Former Iranian Hostage to Teach at Hamilton College this Fall
The American Academy of Diplomacy is a non-profit, limited membership society of 100 men and women, now retired from government service. Members have held senior positions in the conduct of American foreign policy, whether as career or political appointees, and include all living former secretaries of state. The Academy is dedicated to fostering the highest standards in the conduct of diplomacy, particularly those nominated by the president as ambassadors.
The Sol M. Linowitz Visiting Professor of International Affairs was established in 1986. It is named in honor of a 1935 Hamilton graduate who served as ambassador to the Organization of American States, chairman of the board of Xerox and co-negotiator of the Panama Canal treaties. He was President Jimmy Carter's representative in the Middle East negotiations from 1979 to 1981.
Ambassador Laingen is a Minnesotan who served in the U.S. Navy in World War II and in the Foreign Service from 1949-87, including tours in Germany, Iran, Pakistan and Afghanistan. After serving as deputy assistant secretary for European affairs, he was ambassador to Malta from 1977 to 1979. Later that year he returned to Iran for a second tour, as charge d'affaires of the Embassy, before being taken hostage in the Iran hostage crisis.
Following his release he served as vice president of the National Defense University in Washington, D.C., until his retirement from the service in 1987. He was executive director of the National Commission on the Public Service (the Volcker Commission) from 1987 until it completed its work in 1990.
Ambassador Laingen serves as chairman of the board of "A Presidential Classroom for Young Americans." He is a board member of the Mercersburg Academy in Pennsylvania, No Greater Love, and the National
Defense University Foundation. He has also been a member of the National Commission on the State and Local Public Service.
Among his awards and citations, Ambassador Laingen holds the Award for Valor from the Department of State, the Distinguished Public Service medal from the Department of Defense, the Distinguished Alumnus
Award from St. Olaf College, the Golden Plate Award from the American Academy of Achievement, and a Presidential Meritorious Award.

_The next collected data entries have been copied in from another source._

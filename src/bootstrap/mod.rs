//! Startup pipeline: environment, configuration, storage paths, migrations, service
//! container, core services, routes and crash recovery, strictly in that order.

pub mod stage;
pub mod state;

use std::collections::BTreeMap;
use std::sync::Arc;

use log::{error, info, warn};
use tracing::{Instrument, info_span};

use crate::config::{
    BootstrapOptions, ConfigProvider, RepositoryStoreConfig, ResolvedEnvironment, StoragePaths,
    resolve_environment,
};
use crate::container::{ServiceContainer, ServiceModule};
use crate::core::{BootstrapError, Result};
use crate::dialect::{NativeConnector, StoreConnector};
use crate::migration::{
    MigrationReport, MigrationRunner, REPOSITORIES, RepositoryMigration, repository_migrations,
};
use crate::recovery::{RecoveryResumer, ResumptionReport};
use crate::routes::{ApplicationInfo, AuthorityInfo, informational_routes};
use crate::services::{
    APP_BOOTSTRAPPER, AUTO_START_SERVICES, HTTP_EXTENSION, HttpExtension, RESUME_PROCESS_SERVICE,
};

pub use stage::BootstrapStage;
pub use state::BootstrapState;

pub fn repository_config_key(repository: &str) -> String {
    format!("process_engine:{}_repository", repository)
}

/// What happened during a run that reached `Running`.
#[derive(Debug, Default)]
pub struct BootstrapReport {
    pub stages: Vec<BootstrapStage>,
    pub migrations: MigrationReport,
    /// Non-fatal `ServiceStart` failures, in start order.
    pub service_failures: Vec<BootstrapError>,
    pub resumption: Option<ResumptionReport>,
    pub resumption_error: Option<String>,
}

impl BootstrapReport {
    pub fn reached(&self, stage: BootstrapStage) -> bool {
        self.stages.contains(&stage)
    }

    fn advance(&mut self, stage: BootstrapStage) {
        debug_assert!(
            self.stages.last().is_none_or(|last| *last < stage),
            "bootstrap stages only move forward"
        );
        info!("Bootstrap stage reached: {}", stage);
        self.stages.push(stage);
    }
}

#[derive(Debug)]
pub struct Bootstrapped {
    pub state: BootstrapState,
    pub report: BootstrapReport,
}

/// Runs the startup pipeline once.
///
/// Configuration, migration and container errors abort the run; service start and
/// resumption problems are logged and recorded in the report.
pub struct BootstrapSequencer {
    options: BootstrapOptions,
    connector: Arc<dyn StoreConnector>,
    modules: Vec<Arc<dyn ServiceModule>>,
    migrations: Option<Vec<RepositoryMigration>>,
}

impl BootstrapSequencer {
    pub fn new(options: BootstrapOptions) -> Self {
        Self {
            options,
            connector: Arc::new(NativeConnector),
            modules: Vec::new(),
            migrations: None,
        }
    }

    pub fn with_connector(mut self, connector: Arc<dyn StoreConnector>) -> Self {
        self.connector = connector;
        self
    }

    pub fn with_module(mut self, module: Arc<dyn ServiceModule>) -> Self {
        self.modules.push(module);
        self
    }

    /// Replaces the built-in repository chains.
    pub fn with_migrations(mut self, migrations: Vec<RepositoryMigration>) -> Self {
        self.migrations = Some(migrations);
        self
    }

    pub async fn run(self) -> Result<Bootstrapped> {
        let span = info_span!("bootstrap");
        self.run_inner()
            .instrument(span)
            .await
            .inspect_err(|e| error!("Bootstrap failed: {}", e))
    }

    async fn run_inner(self) -> Result<Bootstrapped> {
        let mut report = BootstrapReport::default();

        let environment = resolve_environment(&self.options)?;
        info!(
            "Using environment '{}' with config root {}",
            environment.name,
            environment.config_root.display()
        );
        report.advance(BootstrapStage::EnvironmentResolved);

        let mut config = ConfigProvider::new(&environment, self.options.env.overrides.clone());
        let mut stores = load_stores(&config)?;
        report.advance(BootstrapStage::ConfigLoaded);

        let mut working_dir = None;
        let mut storage = BTreeMap::new();
        if environment.is_embedded_store() {
            let paths = self.resolve_paths(&stores)?;
            config = config.with_overrides(&paths.overrides());
            stores = load_stores(&config)?;
            working_dir = Some(paths.working_dir.clone());
            storage = paths.repositories;
            report.advance(BootstrapStage::PathsResolved);
        }

        let migrations = match self.migrations {
            Some(migrations) => migrations,
            None => repository_migrations()?,
        };
        let runner = MigrationRunner::new(Arc::clone(&self.connector), migrations);
        report.migrations = runner.run(&stores).await?;
        report.advance(BootstrapStage::MigrationsComplete);

        let container = build_container(&self.modules, &config)?;
        report.advance(BootstrapStage::ContainerValidated);

        start_core_services(&container, &mut report.service_failures).await;
        report.advance(BootstrapStage::CoreServicesStarted);

        configure_routes(&container, &config, self.options.use_http_root_routes)?;
        report.advance(BootstrapStage::RoutesConfigured);

        match resume_interrupted(&container).await {
            Ok(resumption) => report.resumption = resumption,
            Err(e) => {
                error!("Resuming interrupted process instances failed: {}", e);
                report.resumption_error = Some(e.to_string());
            }
        }
        report.advance(BootstrapStage::ResumptionComplete);

        let state = BootstrapState {
            config_root: environment.config_root.clone(),
            environment: environment.name.clone(),
            working_dir,
            storage,
            overrides: config.overrides().clone(),
            stores,
            config,
            container: Arc::new(container),
        };
        report.advance(BootstrapStage::Running);
        log_ready(&environment, &report);

        Ok(Bootstrapped { state, report })
    }

    fn resolve_paths(
        &self,
        stores: &BTreeMap<String, RepositoryStoreConfig>,
    ) -> Result<StoragePaths> {
        let paths = StoragePaths::resolve(
            self.options.env.home_dir.as_deref(),
            self.options.sqlite_path.as_deref(),
            stores,
        )?;
        paths.create_dirs()?;

        if self.options.change_working_dir {
            std::env::set_current_dir(&paths.working_dir).map_err(|e| {
                BootstrapError::Io(format!(
                    "Failed to change working directory to {}: {}",
                    paths.working_dir.display(),
                    e
                ))
            })?;
        }

        info!("Using database directory {}", paths.database_dir.display());
        Ok(paths)
    }
}

fn load_stores(config: &ConfigProvider) -> Result<BTreeMap<String, RepositoryStoreConfig>> {
    let mut stores = BTreeMap::new();
    for repository in REPOSITORIES {
        let store = config.load::<RepositoryStoreConfig>(&repository_config_key(repository))?;
        stores.insert(repository.to_string(), store);
    }
    Ok(stores)
}

fn build_container(
    modules: &[Arc<dyn ServiceModule>],
    config: &ConfigProvider,
) -> Result<ServiceContainer> {
    let mut container = ServiceContainer::new().with_config(config.clone());
    for module in modules {
        container.register_module(module.as_ref());
    }
    container.validate_dependencies()?;
    info!("Validated {} service registrations", container.names().len());
    Ok(container)
}

/// Starts the application, then each auto-start service independently.
async fn start_core_services(container: &ServiceContainer, failures: &mut Vec<BootstrapError>) {
    for service in std::iter::once(APP_BOOTSTRAPPER).chain(AUTO_START_SERVICES) {
        let span = info_span!("bootstrap.service", service = service);
        if let Err(e) = start_service(container, service).instrument(span).await {
            error!("Failed to start '{}': {}", service, e);
            failures.push(BootstrapError::ServiceStart {
                service: service.to_string(),
                message: e.to_string(),
            });
        }
    }
}

async fn start_service(container: &ServiceContainer, service: &str) -> Result<()> {
    let startable = container.resolve_startable(service)?;
    startable.start().await?;
    info!("Started '{}'", service);
    Ok(())
}

fn configure_routes(
    container: &ServiceContainer,
    config: &ConfigProvider,
    use_root_routes: bool,
) -> Result<()> {
    if !container.is_registered(HTTP_EXTENSION) {
        warn!("No '{}' registered, informational routes are not served", HTTP_EXTENSION);
        return Ok(());
    }

    let http = container.resolve::<HttpExtension>(HTTP_EXTENSION)?;
    let authority = AuthorityInfo::from_config(config)?;
    http.merge_routes(informational_routes(
        ApplicationInfo::from_package(),
        authority,
        use_root_routes,
    ))
}

async fn resume_interrupted(container: &ServiceContainer) -> Result<Option<ResumptionReport>> {
    if !container.is_registered(RESUME_PROCESS_SERVICE) {
        warn!("No '{}' registered, skipping resumption", RESUME_PROCESS_SERVICE);
        return Ok(None);
    }

    let resumer = container
        .resolve::<RecoveryResumer>(RESUME_PROCESS_SERVICE)
        .map_err(|e| BootstrapError::Resumption(e.to_string()))?;
    let report = resumer
        .resume_interrupted()
        .instrument(info_span!("bootstrap.resumption"))
        .await?;
    info!(
        "Resumption finished: {} found, {} resumed, {} failed",
        report.found, report.resumed, report.failed
    );
    Ok(Some(report))
}

fn log_ready(environment: &ResolvedEnvironment, report: &BootstrapReport) {
    if report.service_failures.is_empty() {
        info!("Process engine runtime running (environment '{}')", environment.name);
    } else {
        warn!(
            "Process engine runtime running (environment '{}') with {} service start failure(s)",
            environment.name,
            report.service_failures.len()
        );
    }
}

He is a cum laude graduate of St. Olaf College, and the National War College, and earned a master's degree in international affairs from the University of Minnesota. Ambassador Laingen has honorary degrees from Columbia College in Missouri, Hahneman University in Philadelphia, the Western University of Health Services in Los Angeles and the University of Dubuque in Iowa.
He is the author of Yellow Ribbon; the Secret Journal of Bruce Laingen (1992).
Previous Linowitz professors have included Samuel Lewis, former U.S. ambassador to Israel; Roy Atherton, former U.S. ambassador to Egypt; Richard N. Haass, director of National Security Programs and senior fellow of the Council on Foreign Relations; Stephen Bosworth, president of the U.S. -Japan Foundation and former U.S. ambassador to the Philippines; Harry G. Barnes, Jr., U.S. former ambassador to Chile, India and Romania; and Gideon Rafael, former Israeli ambassador to the United Kingdom and Belgium, and permanent representative to the United Nations.
Ambassador Linowitz is a former senior partner in the international law firm of Coudert Brothers and the author of The Betrayed Profession, a critical look at the legal profession. He currently serves as honorary chairman of the Academy for Educational Development.
Hamilton College is an independent, highly selective, liberal arts college that was founded in 1812. It is named for Alexander Hamilton, the first secretary of the treasury and features a strong curriculum in the humanities, the arts, the sciences and the social sciences.